4. When discussing the child's wishes for future care, it is important for the nurse to first identify what the child knows about the disease and his prognosis. Factors such as the perceived severity of the illness will be significant in planning for end-of-life care. If the child does not understand the disease process or prognosis, the plan of care would not be effective or realistic. In addition, asking a child about desired interventions in the event of cardiac or respiratory arrest would not be an appropriate initial area of questioning. If the child does not understand the disease process, these questions may seem frightening or threatening. While exploring the child's belief about death would be important, it would not be the initial area of discussion and should be guided by the child rather than the nurse.
- A. What the child knows about the disease and his prognosis.
- B. How the child would like to handle the plan of care.
- C. What interventions the child would like in the event of cardiac or respiratory arrest.
- D. What the child believes about death.
Correct answer: A
Rationale: When discussing the child's wishes for future care, it is essential to first determine what the child understands about the disease and his prognosis. This information is crucial for planning appropriate end-of-life care. If the child lacks comprehension of the illness and its prognosis, any care plan discussed would be ineffective and unrealistic. Inquiring about desired interventions during cardiac or respiratory arrest is not the initial step, as it may cause distress if the child lacks understanding. While exploring the child's beliefs about death is significant, it should not be the primary focus initially and should be approached based on the child's readiness, not the nurse's agenda. Therefore, the correct first step is to assess what the child knows about the disease and his prognosis.

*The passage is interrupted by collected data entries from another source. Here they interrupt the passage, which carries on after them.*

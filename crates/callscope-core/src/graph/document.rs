//! Storage-neutral graph representation: a versioned node list and edge
//! list that round-trips through JSON.

use std::collections::HashSet;

use serde::{Deserialize, Serialize};

use crate::errors::{CallscopeError, CallscopeResult};
use crate::graph::{CodeGraph, EdgeKind, GraphEdge, GraphNode};

pub const DOCUMENT_VERSION: u32 = 1;

#[derive(Clone, Debug, PartialEq, Eq, Serialize, Deserialize)]
pub struct GraphDocument {
    pub version: u32,
    pub nodes: Vec<GraphNode>,
    pub edges: Vec<GraphEdge>,
}

impl GraphDocument {
    pub fn from_graph(graph: &CodeGraph) -> Self {
        Self {
            version: DOCUMENT_VERSION,
            nodes: graph.nodes().cloned().collect(),
            edges: graph.edges().to_vec(),
        }
    }

    /// Rebuild a graph, enforcing the same invariants the builder does:
    /// unique node ids, no dangling or mistyped edges, no duplicate edges,
    /// and a file node for every function.
    pub fn into_graph(self) -> CallscopeResult<CodeGraph> {
        if self.version != DOCUMENT_VERSION {
            return Err(CallscopeError::Snapshot(format!(
                "unsupported document version {} (expected {DOCUMENT_VERSION})",
                self.version
            )));
        }

        let file_paths: HashSet<&str> = self
            .nodes
            .iter()
            .filter_map(GraphNode::as_file)
            .map(|f| f.file_path.as_str())
            .collect();
        if let Some(orphan) = self
            .nodes
            .iter()
            .filter_map(GraphNode::as_function)
            .find(|f| !file_paths.contains(f.file_path.as_str()))
        {
            return Err(CallscopeError::Snapshot(format!(
                "function `{}` has no file node `{}`",
                orphan.qualified_id, orphan.file_path
            )));
        }

        let mut graph = CodeGraph::new();
        for node in self.nodes {
            graph.add_node(node).map_err(CallscopeError::Snapshot)?;
        }
        for edge in &self.edges {
            let inserted = graph
                .add_edge(&edge.source, &edge.target, edge.kind, &edge.call_lines)
                .map_err(CallscopeError::Snapshot)?;
            if !inserted {
                return Err(CallscopeError::Snapshot(format!(
                    "duplicate {} edge `{}` -> `{}`",
                    edge.kind.as_str(),
                    edge.source,
                    edge.target
                )));
            }
        }
        Ok(graph)
    }

    pub fn to_json(&self) -> CallscopeResult<String> {
        Ok(serde_json::to_string(self)?)
    }

    pub fn to_json_pretty(&self) -> CallscopeResult<String> {
        Ok(serde_json::to_string_pretty(self)?)
    }

    pub fn from_json(raw: &str) -> CallscopeResult<Self> {
        Ok(serde_json::from_str(raw)?)
    }

    pub fn edge_count_of(&self, kind: EdgeKind) -> usize {
        self.edges.iter().filter(|e| e.kind == kind).count()
    }
}

impl CodeGraph {
    pub fn to_document(&self) -> GraphDocument {
        GraphDocument::from_graph(self)
    }

    pub fn from_document(document: GraphDocument) -> CallscopeResult<Self> {
        document.into_graph()
    }

    pub fn to_json(&self) -> CallscopeResult<String> {
        self.to_document().to_json()
    }

    pub fn from_json(raw: &str) -> CallscopeResult<Self> {
        GraphDocument::from_json(raw)?.into_graph()
    }
}

#[cfg(test)]
mod tests {
    use super::*;
    use crate::config::AnalyzerConfig;
    use crate::graph::builder::build_graph;
    use crate::indexer::pipeline::parse_source;

    fn sample_graph() -> CodeGraph {
        let config = AnalyzerConfig::default();
        let parses = vec![
            parse_source(
                "pkg/a.py",
                "def a(x, *args):\n    \"\"\"Doc.\"\"\"\n    return b() + b()\n\ndef b():\n    pass\n",
                &config,
            )
            .unwrap(),
            parse_source("main.py", "from pkg.a import a\n\na(1)\n", &config).unwrap(),
        ];
        build_graph(&parses, &config).0
    }

    #[test]
    fn test_json_round_trip() {
        let graph = sample_graph();
        let json = graph.to_json().unwrap();
        let restored = CodeGraph::from_json(&json).unwrap();
        assert_eq!(graph, restored);
        assert_eq!(restored.function("pkg/a.py::a@1").unwrap().parameters, vec!["x", "*args"]);
        assert_eq!(
            restored.edge("pkg/a.py::a@1", "pkg/a.py::b@5", EdgeKind::Calls).unwrap().call_lines,
            vec![3]
        );
        assert_eq!(restored.functions_named("b").len(), 1);
    }

    #[test]
    fn test_document_shape() {
        let doc = sample_graph().to_document();
        let value: serde_json::Value = serde_json::from_str(&doc.to_json().unwrap()).unwrap();
        assert_eq!(value["version"], 1);
        assert!(value["nodes"].as_array().unwrap().iter().any(|n| n["type"] == "file"));
        assert!(value["edges"]
            .as_array()
            .unwrap()
            .iter()
            .any(|e| e["kind"] == "defined_in"));
    }

    #[test]
    fn test_rejects_dangling_edge() {
        let mut doc = sample_graph().to_document();
        doc.edges.push(GraphEdge {
            source: "pkg/a.py::a@1".to_string(),
            target: "nowhere.py::x@1".to_string(),
            kind: EdgeKind::Calls,
            call_lines: vec![1],
        });
        assert!(matches!(doc.into_graph(), Err(CallscopeError::Snapshot(_))));
    }

    #[test]
    fn test_rejects_duplicate_edge() {
        let mut doc = sample_graph().to_document();
        let first = doc.edges[0].clone();
        doc.edges.push(first);
        assert!(matches!(doc.into_graph(), Err(CallscopeError::Snapshot(_))));
    }

    #[test]
    fn test_rejects_orphan_function_and_bad_version() {
        let mut doc = sample_graph().to_document();
        doc.nodes.retain(|n| n.id() != "main.py");
        assert!(doc.into_graph().is_err());

        let mut doc = sample_graph().to_document();
        doc.version = 99;
        assert!(doc.into_graph().is_err());
    }

    #[test]
    fn test_empty_graph_round_trip() {
        let graph = CodeGraph::new();
        let restored = CodeGraph::from_json(&graph.to_json().unwrap()).unwrap();
        assert!(restored.is_empty());
    }

    #[test]
    fn test_malformed_json_is_an_error() {
        assert!(matches!(
            GraphDocument::from_json("{\"version\": 1"),
            Err(CallscopeError::Json(_))
        ));
    }
}
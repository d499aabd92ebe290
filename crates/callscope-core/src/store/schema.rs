//! SQLite schema DDL and migration framework for the snapshot store.

use rusqlite::Connection;

use crate::errors::CallscopeResult;

/// Current schema version. Migrations run from whatever the database
/// currently reports up to this value.
pub const SCHEMA_VERSION: i32 = 3;

/// Baseline DDL, safe to replay on an initialised database.
pub const SCHEMA_STATEMENTS: &[&str] = &[
    "CREATE TABLE IF NOT EXISTS store_meta (
        key TEXT PRIMARY KEY,
        value TEXT
    );",
    "CREATE TABLE IF NOT EXISTS migration_history (
        id INTEGER PRIMARY KEY AUTOINCREMENT,
        from_version INTEGER NOT NULL,
        to_version INTEGER NOT NULL,
        status TEXT NOT NULL,
        error_message TEXT,
        created_at TEXT DEFAULT CURRENT_TIMESTAMP
    );",
    "CREATE TABLE IF NOT EXISTS snapshots (
        key TEXT PRIMARY KEY,
        document_version INTEGER NOT NULL,
        node_count INTEGER NOT NULL,
        edge_count INTEGER NOT NULL,
        payload TEXT NOT NULL,
        created_at TEXT DEFAULT CURRENT_TIMESTAMP
    );",
];

// ─── Migration framework ────────────────────────────────────────────────────

/// Run pending migrations up to [`SCHEMA_VERSION`]. Each step runs inside
/// a SAVEPOINT so a failure rolls back only that step.
pub fn migrate_schema(conn: &Connection) -> CallscopeResult<()> {
    let mut current_version = get_schema_version(conn);

    while current_version < SCHEMA_VERSION {
        let next_version = current_version + 1;
        conn.execute_batch("SAVEPOINT callscope_migrate_step;")?;

        let step_result = (|| -> CallscopeResult<()> {
            match next_version {
                1 => migrate_to_v1(conn)?,
                2 => migrate_to_v2(conn)?,
                3 => migrate_to_v3(conn)?,
                _ => {}
            }
            set_schema_version(conn, next_version)?;
            record_migration_step(conn, current_version, next_version, "success", None)?;
            conn.execute_batch("RELEASE SAVEPOINT callscope_migrate_step;")?;
            Ok(())
        })();

        match step_result {
            Ok(()) => current_version = next_version,
            Err(e) => {
                let _ = conn.execute_batch("ROLLBACK TO SAVEPOINT callscope_migrate_step;");
                let _ = conn.execute_batch("RELEASE SAVEPOINT callscope_migrate_step;");
                let _ = record_migration_step(
                    conn,
                    current_version,
                    next_version,
                    "failed",
                    Some(&e.to_string()),
                );
                return Err(e);
            }
        }
    }
    Ok(())
}

/// Stored schema version, or 0 when absent or unparseable.
pub fn get_schema_version(conn: &Connection) -> i32 {
    let result: Result<String, _> = conn.query_row(
        "SELECT value FROM store_meta WHERE key = 'schema_version';",
        [],
        |row| row.get(0),
    );
    match result {
        Ok(v) => v.parse::<i32>().unwrap_or(0),
        Err(_) => 0,
    }
}

fn set_schema_version(conn: &Connection, version: i32) -> CallscopeResult<()> {
    conn.execute(
        "INSERT INTO store_meta(key, value) \
         VALUES('schema_version', ?1) \
         ON CONFLICT(key) DO UPDATE SET value = excluded.value;",
        rusqlite::params![version.to_string()],
    )?;
    Ok(())
}

fn record_migration_step(
    conn: &Connection,
    from_v: i32,
    to_v: i32,
    status: &str,
    error_msg: Option<&str>,
) -> CallscopeResult<()> {
    conn.execute(
        "INSERT INTO migration_history(from_version, to_version, status, error_message) \
         VALUES (?1, ?2, ?3, ?4);",
        rusqlite::params![from_v, to_v, status, error_msg],
    )?;
    Ok(())
}

// ─── Individual migration steps ─────────────────────────────────────────────

/// v0 -> v1: baseline, created by [`SCHEMA_STATEMENTS`].
fn migrate_to_v1(_conn: &Connection) -> CallscopeResult<()> {
    Ok(())
}

/// v1 -> v2: track call-edge counts and index snapshots by age.
fn migrate_to_v2(conn: &Connection) -> CallscopeResult<()> {
    let has_column: bool = conn
        .prepare("SELECT 1 FROM pragma_table_info('snapshots') WHERE name = 'call_edge_count';")?
        .exists([])?;
    if !has_column {
        conn.execute_batch(
            "ALTER TABLE snapshots ADD COLUMN call_edge_count INTEGER NOT NULL DEFAULT 0;",
        )?;
    }
    conn.execute_batch(
        "CREATE INDEX IF NOT EXISTS idx_snapshots_created ON snapshots(created_at);",
    )?;
    Ok(())
}

/// v2 -> v3: persist analysis diagnostics beside each snapshot. Rows
/// written earlier keep a NULL and read as stale.
fn migrate_to_v3(conn: &Connection) -> CallscopeResult<()> {
    let has_column: bool = conn
        .prepare("SELECT 1 FROM pragma_table_info('snapshots') WHERE name = 'diagnostics';")?
        .exists([])?;
    if !has_column {
        conn.execute_batch("ALTER TABLE snapshots ADD COLUMN diagnostics TEXT;")?;
    }
    Ok(())
}

#[cfg(test)]
mod tests {
    use super::*;

    fn fresh() -> Connection {
        let conn = Connection::open_in_memory().unwrap();
        for stmt in SCHEMA_STATEMENTS {
            conn.execute_batch(stmt).unwrap();
        }
        conn
    }

    #[test]
    fn test_migrate_fresh_database() {
        let conn = fresh();
        assert_eq!(get_schema_version(&conn), 0);
        migrate_schema(&conn).unwrap();
        assert_eq!(get_schema_version(&conn), SCHEMA_VERSION);

        let steps: i64 = conn
            .query_row(
                "SELECT COUNT(*) FROM migration_history WHERE status = 'success';",
                [],
                |row| row.get(0),
            )
            .unwrap();
        assert_eq!(steps, SCHEMA_VERSION as i64);
    }

    #[test]
    fn test_migrate_idempotent() {
        let conn = fresh();
        migrate_schema(&conn).unwrap();
        migrate_schema(&conn).unwrap();
        assert_eq!(get_schema_version(&conn), SCHEMA_VERSION);
    }

    #[test]
    fn test_v2_adds_call_edge_count() {
        let conn = fresh();
        migrate_schema(&conn).unwrap();
        conn.execute(
            "INSERT INTO snapshots(key, document_version, node_count, edge_count, payload, call_edge_count) \
             VALUES ('k', 1, 0, 0, '{}', 3);",
            [],
        )
        .unwrap();
        let count: i64 = conn
            .query_row("SELECT call_edge_count FROM snapshots WHERE key = 'k';", [], |row| row.get(0))
            .unwrap();
        assert_eq!(count, 3);
    }

    #[test]
    fn test_v3_adds_diagnostics_to_existing_rows() {
        let conn = fresh();
        migrate_to_v1(&conn).unwrap();
        migrate_to_v2(&conn).unwrap();
        set_schema_version(&conn, 2).unwrap();
        conn.execute(
            "INSERT INTO snapshots(key, document_version, node_count, edge_count, payload) \
             VALUES ('old', 1, 0, 0, '{}');",
            [],
        )
        .unwrap();

        migrate_schema(&conn).unwrap();
        assert_eq!(get_schema_version(&conn), 3);
        let diagnostics: Option<String> = conn
            .query_row("SELECT diagnostics FROM snapshots WHERE key = 'old';", [], |row| row.get(0))
            .unwrap();
        assert_eq!(diagnostics, None);
    }
}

5. When caring for a client with a possible diagnosis of placenta previa, which of the following admission procedures should the nurse omit?
- A. perineal shave
- B. enema
- C. urine specimen collection
- D. blood specimen collection
Correct answer: B
Rationale: The correct answer is 'enema.' Administering an enema to a client with placenta previa can dislodge the placenta, leading to an increased risk of bleeding and complications. It is crucial to avoid any interventions that may disrupt the placenta's positioning. Collecting urine and blood specimens are necessary for diagnostic purposes and monitoring, while a perineal shave is a routine procedure that does not pose a risk to the client with placenta previa.